**Exercise description:** Retype the full listing without altering anything.
((
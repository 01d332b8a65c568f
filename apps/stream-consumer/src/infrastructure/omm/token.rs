//! Token Manager
//!
//! Obtains bearer tokens through the [`TokenEndpoint`] port and keeps the
//! active token and credential set as atomically swapped snapshots.
//!
//! # Renewal timing
//!
//! A token issued at `t` with lifetime `L` is due for renewal at
//! `t + min(L * ratio, L - margin)`, which is strictly before expiry for any
//! non-zero lifetime. Tokens shorter than the margin are renewed at half
//! their lifetime.

use std::sync::Arc;
use std::time::Duration;

use arc_swap::ArcSwapOption;
use tokio::task::JoinHandle;
use tokio::time::Instant;
use tokio_util::sync::CancellationToken;

use crate::application::ports::{AuthError, TokenEndpoint};
use crate::domain::auth::{Credentials, Token, instant_after};

/// When renewal fires relative to a token's lifetime.
#[derive(Debug, Clone, Copy, PartialEq)]
pub struct RenewalSchedule {
    /// Fraction of the lifetime after which renewal starts.
    pub ratio: f64,
    /// Minimum time left before expiry when renewal starts.
    pub min_margin: Duration,
}

impl Default for RenewalSchedule {
    fn default() -> Self {
        Self {
            ratio: 0.8,
            min_margin: Duration::from_secs(5),
        }
    }
}

impl RenewalSchedule {
    /// Offset from issue time at which renewal is due.
    #[must_use]
    pub fn offset(&self, lifetime: Duration) -> Duration {
        let ratio = if self.ratio.is_finite() {
            self.ratio.clamp(0.0, 1.0)
        } else {
            Self::default().ratio
        };
        let by_ratio =
            Duration::try_from_secs_f64(lifetime.as_secs_f64() * ratio).unwrap_or(lifetime);
        let by_margin = lifetime.saturating_sub(self.min_margin);

        if by_margin.is_zero() {
            lifetime / 2
        } else {
            by_ratio.min(by_margin)
        }
    }

    /// Instant at which a token is due for renewal.
    #[must_use]
    pub fn due_at(&self, token: &Token) -> Instant {
        instant_after(token.issued(), self.offset(token.lifetime()))
    }
}

/// Cancels a scheduled renewal when cancelled or dropped.
#[derive(Debug)]
pub struct RenewalHandle {
    cancel: CancellationToken,
    task: JoinHandle<()>,
    due_at: Instant,
}

impl RenewalHandle {
    /// When the callback fires.
    #[must_use]
    pub const fn due_at(&self) -> Instant {
        self.due_at
    }

    /// Stop the timer. The callback will not run if it has not already.
    pub fn cancel(&self) {
        self.cancel.cancel();
    }

    /// Check whether the timer task has ended.
    #[must_use]
    pub fn is_finished(&self) -> bool {
        self.task.is_finished()
    }
}

impl Drop for RenewalHandle {
    fn drop(&mut self) {
        self.cancel.cancel();
    }
}

/// Issues, renews, and publishes bearer tokens.
pub struct TokenManager {
    endpoint: Arc<dyn TokenEndpoint>,
    credentials: ArcSwapOption<Credentials>,
    token: ArcSwapOption<Token>,
    schedule: RenewalSchedule,
}

impl std::fmt::Debug for TokenManager {
    fn fmt(&self, f: &mut std::fmt::Formatter<'_>) -> std::fmt::Result {
        f.debug_struct("TokenManager")
            .field("credentials", &self.credentials.load_full())
            .field("token", &self.token.load_full())
            .field("schedule", &self.schedule)
            .finish_non_exhaustive()
    }
}

impl TokenManager {
    /// Create a manager with the default renewal schedule.
    #[must_use]
    pub fn new(endpoint: Arc<dyn TokenEndpoint>) -> Self {
        Self::with_schedule(endpoint, RenewalSchedule::default())
    }

    /// Create a manager with an explicit renewal schedule.
    #[must_use]
    pub fn with_schedule(endpoint: Arc<dyn TokenEndpoint>, schedule: RenewalSchedule) -> Self {
        Self {
            endpoint,
            credentials: ArcSwapOption::empty(),
            token: ArcSwapOption::empty(),
            schedule,
        }
    }

    /// Store credentials and obtain the first token.
    ///
    /// # Errors
    ///
    /// Returns the endpoint's error; the credentials stay stored so a later
    /// [`renew`](Self::renew) can retry.
    pub async fn authenticate(&self, credentials: Credentials) -> Result<Arc<Token>, AuthError> {
        tracing::info!(client_id = credentials.client_id(), "Authenticating");
        self.credentials.store(Some(Arc::new(credentials)));
        self.renew().await
    }

    /// Obtain a new token with the current credential set.
    ///
    /// On failure the previous token stays active.
    ///
    /// # Errors
    ///
    /// Returns `NoCredentials` before [`authenticate`](Self::authenticate),
    /// otherwise the endpoint's error.
    pub async fn renew(&self) -> Result<Arc<Token>, AuthError> {
        let credentials = self.credentials.load_full().ok_or(AuthError::NoCredentials)?;

        let grant = self.endpoint.request_token(&credentials).await?;
        let token = Arc::new(Token::from_grant(grant));
        self.token.store(Some(Arc::clone(&token)));

        tracing::info!(
            expires_at = %token.expires_at_utc(),
            lifetime_secs = token.lifetime().as_secs(),
            "Token issued"
        );
        Ok(token)
    }

    /// Replace the credential set used by subsequent renewals.
    pub fn rotate_credentials(&self, credentials: Credentials) {
        tracing::info!(client_id = credentials.client_id(), "Credentials rotated");
        self.credentials.store(Some(Arc::new(credentials)));
    }

    /// The active token.
    #[must_use]
    pub fn current(&self) -> Option<Arc<Token>> {
        self.token.load_full()
    }

    /// The active credential set.
    #[must_use]
    pub fn credentials(&self) -> Option<Arc<Credentials>> {
        self.credentials.load_full()
    }

    /// Forget the active token.
    pub fn clear(&self) {
        self.token.store(None);
    }

    /// Renewal timing in use.
    #[must_use]
    pub const fn schedule(&self) -> RenewalSchedule {
        self.schedule
    }

    /// Run `on_renewal_due` once, before `token` expires.
    ///
    /// Must be called from within a tokio runtime.
    pub fn schedule_renewal<F>(&self, token: &Token, on_renewal_due: F) -> RenewalHandle
    where
        F: FnOnce() + Send + 'static,
    {
        let due_at = self.schedule.due_at(token);
        let cancel = CancellationToken::new();
        let task_cancel = cancel.clone();

        tracing::debug!(
            due_in_ms = due_at.saturating_duration_since(Instant::now()).as_millis(),
            "Token renewal scheduled"
        );

        let task = tokio::spawn(async move {
            tokio::select! {
                biased;
                () = task_cancel.cancelled() => {}
                () = tokio::time::sleep_until(due_at) => on_renewal_due(),
            }
        });

        RenewalHandle {
            cancel,
            task,
            due_at,
        }
    }
}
))
**Task output:**
repository 01d332b8a65c568f
filename apps/stream-consumer/src/infrastructure/omm/token.rs
//! Token Manager
//!
//! Obtains bearer tokens through the [`TokenEndpoint`] port and keeps the
//! active token and credential set as atomically swapped snapshots.
//!
//! # Renewal timing
//!
//! A token issued at `t` with lifetime `L` is due for renewal at
//! `t + min(L * ratio, L - margin)`, which is strictly before expiry for any
//! non-zero lifetime. Tokens shorter than the margin are renewed at half
//! their lifetime.

use std::sync::Arc;
use std::time::Duration;

use arc_swap::ArcSwapOption;
use tokio::task::JoinHandle;
use tokio::time::Instant;
use tokio_util::sync::CancellationToken;

use crate::application::ports::{AuthError, TokenEndpoint};
use crate::domain::auth::{Credentials, Token, instant_after};

/// When renewal fires relative to a token's lifetime.
#[derive(Debug, Clone, Copy, PartialEq)]
pub struct RenewalSchedule {
    /// Fraction of the lifetime after which renewal starts.
    pub ratio: f64,
    /// Minimum time left before expiry when renewal starts.
    pub min_margin: Duration,
}

impl Default for RenewalSchedule {
    fn default() -> Self {
        Self {
            ratio: 0.8,
            min_margin: Duration::from_secs(5),
        }
    }
}

impl RenewalSchedule {
    /// Offset from issue time at which renewal is due.
    #[must_use]
    pub fn offset(&self, lifetime: Duration) -> Duration {
        let ratio = if self.ratio.is_finite() {
            self.ratio.clamp(0.0, 1.0)
        } else {
            Self::default().ratio
        };
        let by_ratio =
            Duration::try_from_secs_f64(lifetime.as_secs_f64() * ratio).unwrap_or(lifetime);
        let by_margin = lifetime.saturating_sub(self.min_margin);

        if by_margin.is_zero() {
            lifetime / 2
        } else {
            by_ratio.min(by_margin)
        }
    }

    /// Instant at which a token is due for renewal.
    #[must_use]
    pub fn due_at(&self, token: &Token) -> Instant {
        instant_after(token.issued(), self.offset(token.lifetime()))
    }
}

/// Cancels a scheduled renewal when cancelled or dropped.
#[derive(Debug)]
pub struct RenewalHandle {
    cancel: CancellationToken,
    task: JoinHandle<()>,
    due_at: Instant,
}

impl RenewalHandle {
    /// When the callback fires.
    #[must_use]
    pub const fn due_at(&self) -> Instant {
        self.due_at
    }

    /// Stop the timer. The callback will not run if it has not already.
    pub fn cancel(&self) {
        self.cancel.cancel();
    }

    /// Check whether the timer task has ended.
    #[must_use]
    pub fn is_finished(&self) -> bool {
        self.task.is_finished()
    }
}

impl Drop for RenewalHandle {
    fn drop(&mut self) {
        self.cancel.cancel();
    }
}

/// Issues, renews, and publishes bearer tokens.
pub struct TokenManager {
    endpoint: Arc<dyn TokenEndpoint>,
    credentials: ArcSwapOption<Credentials>,
    token: ArcSwapOption<Token>,
    schedule: RenewalSchedule,
}

impl std::fmt::Debug for TokenManager {
    fn fmt(&self, f: &mut std::fmt::Formatter<'_>) -> std::fmt::Result {
        f.debug_struct("TokenManager")
            .field("credentials", &self.credentials.load_full())
            .field("token", &self.token.load_full())
            .field("schedule", &self.schedule)
            .finish_non_exhaustive()
    }
}

impl TokenManager {
    /// Create a manager with the default renewal schedule.
    #[must_use]
    pub fn new(endpoint: Arc<dyn TokenEndpoint>) -> Self {
        Self::with_schedule(endpoint, RenewalSchedule::default())
    }

    /// Create a manager with an explicit renewal schedule.
    #[must_use]
    pub fn with_schedule(endpoint: Arc<dyn TokenEndpoint>, schedule: RenewalSchedule) -> Self {
        Self {
            endpoint,
            credentials: ArcSwapOption::empty(),
            token: ArcSwapOption::empty(),
            schedule,
        }
    }

    /// Store credentials and obtain the first token.
    ///
    /// # Errors
    ///
    /// Returns the endpoint's error; the credentials stay stored so a later
    /// [`renew`](Self::renew) can retry.
    pub async fn authenticate(&self, credentials: Credentials) -> Result<Arc<Token>, AuthError> {
        tracing::info!(client_id = credentials.client_id(), "Authenticating");
        self.credentials.store(Some(Arc::new(credentials)));
        self.renew().await
    }

    /// Obtain a new token with the current credential set.
    ///
    /// On failure the previous token stays active.
    ///
    /// # Errors
    ///
    /// Returns `NoCredentials` before [`authenticate`](Self::authenticate),
    /// otherwise the endpoint's error.
    pub async fn renew(&self) -> Result<Arc<Token>, AuthError> {
        let credentials = self.credentials.load_full().ok_or(AuthError::NoCredentials)?;

        let grant = self.endpoint.request_token(&credentials).await?;
        let token = Arc::new(Token::from_grant(grant));
        self.token.store(Some(Arc::clone(&token)));

        tracing::info!(
            expires_at = %token.expires_at_utc(),
            lifetime_secs = token.lifetime().as_secs(),
            "Token issued"
        );
        Ok(token)
    }

    /// Replace the credential set used by subsequent renewals.
    pub fn rotate_credentials(&self, credentials: Credentials) {
        tracing::info!(client_id = credentials.client_id(), "Credentials rotated");
        self.credentials.store(Some(Arc::new(credentials)));
    }

    /// The active token.
    #[must_use]
    pub fn current(&self) -> Option<Arc<Token>> {
        self.token.load_full()
    }

    /// The active credential set.
    #[must_use]
    pub fn credentials(&self) -> Option<Arc<Credentials>> {
        self.credentials.load_full()
    }

    /// Forget the active token.
    pub fn clear(&self) {
        self.token.store(None);
    }

    /// Renewal timing in use.
    #[must_use]
    pub const fn schedule(&self) -> RenewalSchedule {
        self.schedule
    }

    /// Run `on_renewal_due` once, before `token` expires.
    ///
    /// Must be called from within a tokio runtime.
    pub fn schedule_renewal<F>(&self, token: &Token, on_renewal_due: F) -> RenewalHandle
    where
        F: FnOnce() + Send + 'static,
    {
        let due_at = self.schedule.due_at(token);
        let cancel = CancellationToken::new();
        let task_cancel = cancel.clone();

        tracing::debug!(
            due_in_ms = due_at.saturating_duration_since(Instant::now()).as_millis(),
            "Token renewal scheduled"
        );

        let task = tokio::spawn(async move {
            tokio::select! {
                biased;
                () = task_cancel.cancelled() => {}
                () = tokio::time::sleep_until(due_at) => on_renewal_due(),
            }
        });

        RenewalHandle {
            cancel,
            task,
            due_at,
        }
    }
}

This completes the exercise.